Andre Derain (1880-1954) was a French painter, printmaker and sculptor famed as one of the creators of Fauvism and one of the first to ‘discover’ primitive art.
Derain and his contemporary Henre Matisse became known for their vivid paintings, characterised by bold brush strokes and the use of unnatural colours. The critic Louis Vauxcelles dubbed the artists as ‘les Fauves’, or ‘the wild beasts’, marking the start of the Fauvist movement. In March 1906, the noted art dealer Ambroise Vollard sent Derain to London to produce a series of paintings with the city as subject. In 30 paintings Derain presented a portrait of London that was radically different from anything done by previous painters of the city such as Whistler or Monet. With bold colours and compositions, Derain painted multiple pictures of the Thames and Tower Bridge.

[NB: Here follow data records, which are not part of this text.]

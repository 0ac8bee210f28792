//! Pipeline stage errors
//!
//! Every error a stage can raise. They are caught at the flow boundary and
//! rendered into the failure line subscribers receive.

use sluice_client::ClientError;
use sluice_core::domain::pipeline::Stage;
use std::time::Duration;
use thiserror::Error;

#[derive(Debug, Error)]
pub enum StageError {
    /// The job backend refused or failed the trigger call
    #[error("failed to trigger {stage} job {job_resource}: {source}")]
    Trigger {
        stage: Stage,
        job_resource: String,
        #[source]
        source: ClientError,
    },

    /// No execution carrying the session's labels appeared before the deadline
    #[error("no execution of {job_resource} found for session {session} after {elapsed:?}")]
    ExecutionNotFound {
        job_resource: String,
        session: String,
        elapsed: Duration,
    },

    /// The execution reached a failed terminal condition
    #[error("{stage} execution {execution} failed")]
    JobExecutionFailed { stage: Stage, execution: String },

    /// Reading or writing the object store failed
    #[error("failed to {action}: {source}")]
    Storage {
        action: &'static str,
        #[source]
        source: ClientError,
    },

    /// The local builder could not be run or exited unsuccessfully
    #[error("local builder {0}")]
    LocalBuild(String),

    /// The session was cancelled, usually by process shutdown
    #[error("pipeline cancelled")]
    Cancelled,
}

impl StageError {
    pub fn storage(action: &'static str, source: ClientError) -> Self {
        Self::Storage { action, source }
    }

    /// Returns true when the run was interrupted rather than failed
    pub fn is_cancelled(&self) -> bool {
        matches!(self, Self::Cancelled)
    }
}
//! Log query DTOs

use chrono::{DateTime, SecondsFormat, Utc};
use serde::{Deserialize, Serialize};

use crate::domain::log::{LogCursor, STATUS_ENTRY_TYPE};

/// Default number of entries fetched per tick
pub const DEFAULT_PAGE_SIZE: u32 = 50;

/// Query for a session's status entries newer than a cursor
#[derive(Debug, Clone, PartialEq, Eq, Serialize, Deserialize)]
pub struct LogQuery {
    pub job_name: String,
    pub session_id: String,
    /// Exclusive lower bound on entry timestamps
    pub after: DateTime<Utc>,
    pub page_size: u32,
}

impl LogQuery {
    pub fn from_cursor(cursor: &LogCursor, page_size: u32) -> Self {
        Self {
            job_name: cursor.job_name.clone(),
            session_id: cursor.session_id.to_string(),
            after: cursor.last_seen_timestamp(),
            page_size,
        }
    }

    /// Renders the query in the log backend's filter language
    pub fn filter(&self) -> String {
        format!(
            "resource.type=\"cloud_run_job\"\n\
             resource.labels.job_name=\"{}\"\n\
             jsonPayload.type=\"{}\"\n\
             jsonPayload.sessionId=\"{}\"\n\
             timestamp > \"{}\"",
            escape(&self.job_name),
            STATUS_ENTRY_TYPE,
            escape(&self.session_id),
            self.after.to_rfc3339_opts(SecondsFormat::Nanos, true)
        )
    }
}

fn escape(value: &str) -> String {
    value.replace('\\', "\\\\").replace('"', "\\\"")
}
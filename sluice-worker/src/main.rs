//! Sluice Worker
//!
//! A session-scoped build pipeline orchestrator. It pulls build requests
//! from a queue, drives each session through a build job and a deploy job,
//! and streams progress to connected UIs over WebSockets.
//!
//! Architecture:
//! - Configuration: Load settings from environment or defaults
//! - Hub and registry: Per-session subscribers and in-flight pipelines
//! - Services: Trigger, discovery, completion polling, log tailing,
//!   checkpointing and the pipeline flow built from them
//! - Scheduler: Queue consumption and pipeline lifecycle
//! - API: Health, session view and WebSocket stream
//!
//! Ctrl-C stops pulling, cancels running pipelines (their checkpoints are
//! kept, so redelivered messages resume) and shuts the server down.

mod api;
mod config;
mod context;
mod error;
mod hub;
mod registry;
mod scheduler;
mod service;

#[cfg(test)]
mod testing;

use anyhow::{Context, Result};
use sluice_client::GcpClient;
use std::sync::Arc;
use tokio_util::sync::CancellationToken;
use tracing::{error, info, warn};
use tracing_subscriber::{layer::SubscriberExt, util::SubscriberInitExt};

use crate::api::AppState;
use crate::config::Config;
use crate::context::PipelineContext;
use crate::hub::SubscriberHub;
use crate::registry::ActiveSessions;
use crate::scheduler::Ingestor;
use crate::service::{Backends, PipelineFlow};

#[tokio::main]
async fn main() -> Result<()> {
    // Initialize logging
    tracing_subscriber::registry()
        .with(
            tracing_subscriber::EnvFilter::try_from_default_env().unwrap_or_else(|_| {
                "sluice_worker=info,sluice_client=info,tower_http=debug".into()
            }),
        )
        .with(tracing_subscriber::fmt::layer())
        .init();

    info!("Starting Sluice Worker");

    // Load configuration
    let config = Config::from_env().context("Failed to load configuration")?;
    config.validate()?;
    info!(
        "Loaded configuration: project={}, region={}, builder={}, deployer={}, subscription={}",
        config.project_id,
        config.region,
        config.builder_job,
        config.deployer_job,
        config.subscription
    );
    let context = PipelineContext::from_config(&config);
    if context.is_local() {
        info!(
            "Local mode: builds run from {}",
            config.local_builder_dir.display()
        );
    }

    // Initialize backend client
    let client = GcpClient::new(config.project_id.clone())
        .await
        .context("Failed to initialize Google Cloud client")?;
    let backends = Backends {
        jobs: Arc::new(client.clone()),
        logs: Arc::new(client.clone()),
        store: Arc::new(client.bucket(context.bucket.clone())),
    };
    let queue = Arc::new(client.subscription(&context.subscription));

    info!("Backend client initialized");

    // Shared registries
    let hub = SubscriberHub::new();
    let sessions = ActiveSessions::new();
    let shutdown = CancellationToken::new();

    let flow = Arc::new(PipelineFlow::new(Arc::clone(&context), backends));
    let ingestor = Arc::new(Ingestor::new(
        queue,
        flow,
        Arc::clone(&hub),
        Arc::clone(&sessions),
        config.max_parallel_pipelines,
        config.queue_poll_interval,
        config.ack_extension,
        shutdown.clone(),
    ));

    // Start HTTP server
    let app = api::create_router(AppState {
        hub: Arc::clone(&hub),
        sessions: Arc::clone(&sessions),
    });
    let listener = tokio::net::TcpListener::bind(&config.bind_addr)
        .await
        .with_context(|| format!("Failed to bind to {}", config.bind_addr))?;
    info!("Listening on {}", config.bind_addr);

    let server_shutdown = shutdown.clone();
    let server = tokio::spawn(async move {
        axum::serve(listener, app)
            .with_graceful_shutdown(async move { server_shutdown.cancelled().await })
            .await
    });

    let signal_shutdown = shutdown.clone();
    tokio::spawn(async move {
        match tokio::signal::ctrl_c().await {
            Ok(()) => info!("Shutdown signal received"),
            Err(e) => warn!("Failed to listen for shutdown signal: {}", e),
        }
        signal_shutdown.cancel();
    });

    // Start ingestion loop; returns after shutdown once pipelines drained
    info!("Starting ingestion from {}", context.subscription);
    if let Err(e) = ingestor.run().await {
        error!("Ingestion error: {:#}", e);
        shutdown.cancel();
        return Err(e);
    }

    match server.await {
        Ok(Ok(())) => {}
        Ok(Err(e)) => error!("Server error: {}", e),
        Err(e) => error!("Server task failed: {}", e),
    }

    info!("Sluice Worker stopped");
    Ok(())
}
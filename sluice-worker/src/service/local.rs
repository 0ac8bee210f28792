//! Local builder
//!
//! Runs the builder as a child process on this machine instead of
//! triggering the remote pipeline. Output lines stream to the session as
//! they are written; there is no deploy stage.

use sluice_core::domain::request::DEFAULT_REQUEST_TYPE;
use sluice_core::domain::session::SessionId;
use std::path::PathBuf;
use std::process::Stdio;
use tokio::io::{AsyncBufReadExt, AsyncRead, BufReader};
use tokio::process::Command;
use tokio::task::JoinHandle;
use tokio_util::sync::CancellationToken;
use tracing::{info, warn};

use crate::context;
use crate::error::StageError;
use crate::hub::SessionOutput;

pub struct LocalBuilder {
    program: String,
    entry: String,
    dir: PathBuf,
}

impl LocalBuilder {
    pub fn new(settings: &context::LocalBuilder) -> Self {
        Self::with_program("node", settings)
    }

    /// Uses another interpreter for the entry script
    pub fn with_program(program: impl Into<String>, settings: &context::LocalBuilder) -> Self {
        Self {
            program: program.into(),
            entry: settings.entry.clone(),
            dir: settings.dir.clone(),
        }
    }

    /// Runs the builder to completion
    ///
    /// # Errors
    /// [`StageError::LocalBuild`] if the process cannot be spawned or exits
    /// unsuccessfully, [`StageError::Cancelled`] if the session is cancelled
    /// (the child is killed).
    pub async fn run(
        &self,
        session: &SessionId,
        output: &SessionOutput,
        cancel: &CancellationToken,
    ) -> Result<(), StageError> {
        info!(
            "Spawning local builder {} {} in {} for session {}",
            self.program,
            self.entry,
            self.dir.display(),
            session
        );

        let mut child = Command::new(&self.program)
            .arg(&self.entry)
            .current_dir(&self.dir)
            .env("SESSION_ID", session.as_str())
            .env("REQUEST_TYPE", DEFAULT_REQUEST_TYPE)
            .stdin(Stdio::null())
            .stdout(Stdio::piped())
            .stderr(Stdio::piped())
            .kill_on_drop(true)
            .spawn()
            .map_err(|e| StageError::LocalBuild(format!("failed to start: {}", e)))?;

        let mut forwarders = Vec::new();
        if let Some(stdout) = child.stdout.take() {
            forwarders.push(forward(stdout, "BUILDER STDOUT", output.clone()));
        }
        if let Some(stderr) = child.stderr.take() {
            forwarders.push(forward(stderr, "BUILDER STDERR", output.clone()));
        }

        let status = tokio::select! {
            status = child.wait() => status
                .map_err(|e| StageError::LocalBuild(format!("failed to wait: {}", e)))?,
            _ = cancel.cancelled() => {
                if let Err(e) = child.kill().await {
                    warn!("Failed to kill local builder for session {}: {}", session, e);
                }
                return Err(StageError::Cancelled);
            }
        };

        // pipes close at exit, so the forwarders finish on their own
        for forwarder in forwarders {
            if let Err(e) = forwarder.await {
                warn!("Builder output forwarder failed: {}", e);
            }
        }

        let code = status
            .code()
            .map_or_else(|| "signal".to_string(), |c| c.to_string());
        info!("Local builder for session {} exited with code {}", session, code);
        output.send(format!("Builder exited with code {}", code));

        if status.success() {
            Ok(())
        } else {
            Err(StageError::LocalBuild(format!("exited with code {}", code)))
        }
    }
}

fn forward<R>(stream: R, prefix: &'static str, output: SessionOutput) -> JoinHandle<()>
where
    R: AsyncRead + Unpin + Send + 'static,
{
    tokio::spawn(async move {
        let mut lines = BufReader::new(stream).lines();
        loop {
            match lines.next_line().await {
                Ok(Some(line)) => output.send(format!("{}: {}", prefix, line)),
                Ok(None) => break,
                Err(e) => {
                    warn!("Failed to read builder output: {}", e);
                    break;
                }
            }
        }
    })
}

#[cfg(test)]
mod tests {
    use super::*;
    use crate::hub::SubscriberHub;
    use uuid::Uuid;

    /// Writes a shell script into a fresh directory
    fn script(body: &str) -> context::LocalBuilder {
        let dir = std::env::temp_dir().join(format!("sluice-local-{}", Uuid::new_v4()));
        std::fs::create_dir_all(&dir).unwrap();
        std::fs::write(dir.join("build.sh"), body).unwrap();
        context::LocalBuilder {
            dir,
            entry: "build.sh".to_string(),
        }
    }

    fn collect(rx: &mut tokio::sync::mpsc::UnboundedReceiver<String>) -> Vec<String> {
        let mut out = Vec::new();
        while let Ok(line) = rx.try_recv() {
            out.push(line);
        }
        out
    }

    #[tokio::test]
    async fn test_streams_output_and_succeeds() {
        let settings = script("echo \"building $SESSION_ID $REQUEST_TYPE\"\necho warn >&2\nexit 0\n");
        let hub = SubscriberHub::new();
        let session = SessionId::parse("s1").unwrap();
        let (_, mut rx) = hub.subscribe(&session);
        let output = SessionOutput::new(hub, session.clone());

        LocalBuilder::with_program("sh", &settings)
            .run(&session, &output, &CancellationToken::new())
            .await
            .unwrap();

        let lines = collect(&mut rx);
        assert!(lines.contains(&"BUILDER STDOUT: building s1 new".to_string()));
        assert!(lines.contains(&"BUILDER STDERR: warn".to_string()));
        assert_eq!(lines.last().unwrap(), "Builder exited with code 0");
        let _ = std::fs::remove_dir_all(&settings.dir);
    }

    #[tokio::test]
    async fn test_nonzero_exit_fails() {
        let settings = script("exit 3\n");
        let hub = SubscriberHub::new();
        let session = SessionId::parse("s1").unwrap();
        let (_, mut rx) = hub.subscribe(&session);
        let output = SessionOutput::new(hub, session.clone());

        let err = LocalBuilder::with_program("sh", &settings)
            .run(&session, &output, &CancellationToken::new())
            .await
            .unwrap_err();
        assert_eq!(err.to_string(), "local builder exited with code 3");
        assert_eq!(collect(&mut rx), vec!["Builder exited with code 3"]);
        let _ = std::fs::remove_dir_all(&settings.dir);
    }

    #[tokio::test]
    async fn test_missing_program_fails_to_start() {
        let settings = context::LocalBuilder {
            dir: std::env::temp_dir(),
            entry: "index.js".to_string(),
        };
        let hub = SubscriberHub::new();
        let session = SessionId::parse("s1").unwrap();
        let output = SessionOutput::new(hub, session.clone());

        let err = LocalBuilder::with_program("sluice-no-such-interpreter", &settings)
            .run(&session, &output, &CancellationToken::new())
            .await
            .unwrap_err();
        assert!(matches!(err, StageError::LocalBuild(_)));
    }
}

These London paintings remain among his most popular work.
Towards 1911 Derain’s work began to shift from the brilliant Fauvist palette to more muted tones, showing the influence of Cubism and Paul Cézanne.
However, by 1914 the artist once again shifted his work and moved away from his pre-war experimentation to a much more conservative style reflecting his admiration for the Old Masters.
In 1914 he was mobilised for military service in World War I and after the war Derain won new acclaim as a leader of the renewed classicism.
With the wildness of his Fauve years far behind, he was admired as an upholder of tradition. The works he painted in this classic manner (including landscapes, portraits, still life and nudes) made him wealthy and internationally famous but they dismayed many supporters of avant-garde art.
Even after Derain’s death fans are still polarised about which body of work was his greatest.